Total de visualizações de página

quinta-feira, 13 de setembro de 2018

HÁ NOS INCRÉDULOS VIRTUDES E BOAS OBRAS, AS QUAIS, NO ENTANTO, SE DEVEM À DIVINA MUNIFICÊNCIA, FRUTOS DA GRAÇA COMUM

De princípio, não nego que as munificências de Deus sejam todos e quaisquer dotes excelentes que se revelam nos incrédulos. Não estou tão privado de senso comum que intente afirmar que não existe diferença alguma entre a justiça, a moderação e a eqüidade de Tito e Trajano, que foram ótimos imperadores romanos, e a raiva, a fúria e crueldade de Calígula, de Nero e de Domiciano, que reinaram como bestas furiosas; entre os obscenos desregramentos de Tibério e a continência de Vespasiano; nem – para não nos determos mais em cada uma das virtudes e dos vícios em particular – entre a observância das leis e o menosprezo das mesmas.191 Ora, tão grande é a diferença do justo e do injusto, que se revela até mesmo na imagem morta.

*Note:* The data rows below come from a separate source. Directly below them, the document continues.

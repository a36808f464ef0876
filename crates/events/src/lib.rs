//! Job lifecycle events.
//!
//! - [`EventBus`]: in-process publish/subscribe hub backed by
//!   `tokio::sync::broadcast`.
//! - [`JobEvent`]: the lifecycle transitions the orchestrator publishes.
//! - [`EventLog`]: background service that appends every event to a
//!   writer as JSON lines.

pub mod bus;
pub mod log;

pub use bus::{EventBus, JobEvent, JobOutcome};
pub use log::{EventLog, EventLogError};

Pois, que restará de ordem no mundo, se confundirmos estas coisas entre si? Portanto, distinção desta natureza, entre atos dignos e atos indignos, insculpiu Deus não só na mente de cada um de nós, mas também a confirma, freqüentemente, pela administração de sua providência. Pois vemos que ele recompensa com muitas bênçãos da presente vida àqueles que cultivam a virtude entre os homens. Não que essa representação exterior de virtude esteja no coração sua verdadeira justiça, enquanto até mesmo a justiça exterior e simulada não merece carecer de recompensa temporal. Donde se segue o que já confessamos pouco antes, a saber, que essas virtudes são dádivas de Deus, ou, antes, aparências de virtudes, não importa sua natureza, uma vez que não existe coisa alguma digna de ser louvada que não proceda dele.